§ **Aim of the exercise**:
What lines in the listing include "tgneg"? Return a copy of each.

§ **Excerpted data**:
· · · · · · ·
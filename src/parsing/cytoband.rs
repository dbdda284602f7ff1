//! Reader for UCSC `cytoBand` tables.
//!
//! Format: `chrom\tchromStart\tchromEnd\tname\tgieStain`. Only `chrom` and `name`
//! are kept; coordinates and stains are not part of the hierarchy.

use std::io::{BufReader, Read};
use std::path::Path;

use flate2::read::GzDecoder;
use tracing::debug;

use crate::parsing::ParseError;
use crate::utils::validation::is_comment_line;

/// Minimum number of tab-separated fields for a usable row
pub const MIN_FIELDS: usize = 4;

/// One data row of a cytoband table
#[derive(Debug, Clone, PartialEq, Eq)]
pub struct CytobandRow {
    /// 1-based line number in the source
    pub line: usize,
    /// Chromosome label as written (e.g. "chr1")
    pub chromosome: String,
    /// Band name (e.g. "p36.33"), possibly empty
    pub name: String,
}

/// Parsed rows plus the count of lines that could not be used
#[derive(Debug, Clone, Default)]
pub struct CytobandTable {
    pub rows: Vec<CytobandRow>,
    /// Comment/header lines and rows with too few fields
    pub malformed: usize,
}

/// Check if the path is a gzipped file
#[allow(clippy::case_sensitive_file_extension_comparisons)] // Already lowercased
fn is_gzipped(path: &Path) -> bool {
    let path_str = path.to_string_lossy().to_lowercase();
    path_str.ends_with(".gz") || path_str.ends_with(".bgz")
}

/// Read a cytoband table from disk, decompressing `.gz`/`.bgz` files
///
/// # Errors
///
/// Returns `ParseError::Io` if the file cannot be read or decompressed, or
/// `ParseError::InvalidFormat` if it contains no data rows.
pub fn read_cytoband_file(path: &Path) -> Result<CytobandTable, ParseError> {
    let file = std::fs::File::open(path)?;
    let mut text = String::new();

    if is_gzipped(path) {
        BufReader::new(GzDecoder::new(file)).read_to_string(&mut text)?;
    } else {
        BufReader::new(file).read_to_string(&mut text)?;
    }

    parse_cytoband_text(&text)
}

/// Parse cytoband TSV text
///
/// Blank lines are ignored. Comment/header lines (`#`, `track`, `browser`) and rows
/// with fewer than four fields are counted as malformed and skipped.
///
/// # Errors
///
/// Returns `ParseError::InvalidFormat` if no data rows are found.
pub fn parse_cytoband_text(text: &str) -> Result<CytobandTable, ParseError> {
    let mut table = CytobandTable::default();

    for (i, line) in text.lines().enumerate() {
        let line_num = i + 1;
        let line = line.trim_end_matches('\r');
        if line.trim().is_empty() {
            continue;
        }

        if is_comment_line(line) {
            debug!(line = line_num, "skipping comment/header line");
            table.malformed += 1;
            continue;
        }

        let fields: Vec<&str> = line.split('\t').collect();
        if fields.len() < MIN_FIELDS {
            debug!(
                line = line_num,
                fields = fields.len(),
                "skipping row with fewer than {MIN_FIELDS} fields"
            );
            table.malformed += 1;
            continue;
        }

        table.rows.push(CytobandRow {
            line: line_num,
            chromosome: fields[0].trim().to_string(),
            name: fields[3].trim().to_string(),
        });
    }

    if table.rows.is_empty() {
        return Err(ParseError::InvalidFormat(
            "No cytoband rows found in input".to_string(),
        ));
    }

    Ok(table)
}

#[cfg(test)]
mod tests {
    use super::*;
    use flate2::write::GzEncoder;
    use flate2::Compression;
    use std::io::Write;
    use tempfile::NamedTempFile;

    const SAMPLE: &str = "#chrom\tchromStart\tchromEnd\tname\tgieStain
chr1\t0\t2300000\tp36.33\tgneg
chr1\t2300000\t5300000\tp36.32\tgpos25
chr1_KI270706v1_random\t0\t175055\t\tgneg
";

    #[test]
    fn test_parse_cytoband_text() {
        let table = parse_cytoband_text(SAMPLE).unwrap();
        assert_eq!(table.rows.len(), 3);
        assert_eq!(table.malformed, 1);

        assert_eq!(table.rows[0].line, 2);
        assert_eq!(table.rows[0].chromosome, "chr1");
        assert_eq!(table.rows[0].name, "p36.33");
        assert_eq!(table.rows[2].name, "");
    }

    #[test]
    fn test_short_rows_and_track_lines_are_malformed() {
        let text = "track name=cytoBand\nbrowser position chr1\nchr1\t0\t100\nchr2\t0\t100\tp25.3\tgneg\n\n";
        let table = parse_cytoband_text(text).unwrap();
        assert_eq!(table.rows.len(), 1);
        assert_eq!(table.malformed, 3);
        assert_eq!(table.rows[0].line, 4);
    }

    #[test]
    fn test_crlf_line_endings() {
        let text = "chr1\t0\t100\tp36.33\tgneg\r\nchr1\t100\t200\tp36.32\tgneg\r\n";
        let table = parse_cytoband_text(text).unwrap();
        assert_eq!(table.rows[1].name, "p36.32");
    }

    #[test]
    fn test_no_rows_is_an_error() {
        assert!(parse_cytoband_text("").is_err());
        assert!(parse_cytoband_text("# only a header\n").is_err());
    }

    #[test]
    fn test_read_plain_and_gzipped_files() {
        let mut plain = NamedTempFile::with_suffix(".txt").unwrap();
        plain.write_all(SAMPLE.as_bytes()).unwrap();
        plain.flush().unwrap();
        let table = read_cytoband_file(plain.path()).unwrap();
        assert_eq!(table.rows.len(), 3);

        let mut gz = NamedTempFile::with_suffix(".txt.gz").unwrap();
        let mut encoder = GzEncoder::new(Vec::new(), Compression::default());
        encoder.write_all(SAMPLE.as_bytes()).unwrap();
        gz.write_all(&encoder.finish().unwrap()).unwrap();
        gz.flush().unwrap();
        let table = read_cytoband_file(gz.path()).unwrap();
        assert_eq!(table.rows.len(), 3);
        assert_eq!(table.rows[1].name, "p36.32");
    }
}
· · · · · · ·
§ **Result for this exercise**:
chr1\t0\t2300000\tp36.33\tgneg
chr1_KI270706v1_random\t0\t175055\t\tgneg
        let text = "track name=cytoBand\nbrowser position chr1\nchr1\t0\t100\nchr2\t0\t100\tp25.3\tgneg\n\n";
        let text = "chr1\t0\t100\tp36.33\tgneg\r\nchr1\t100\t200\tp36.32\tgneg\r\n";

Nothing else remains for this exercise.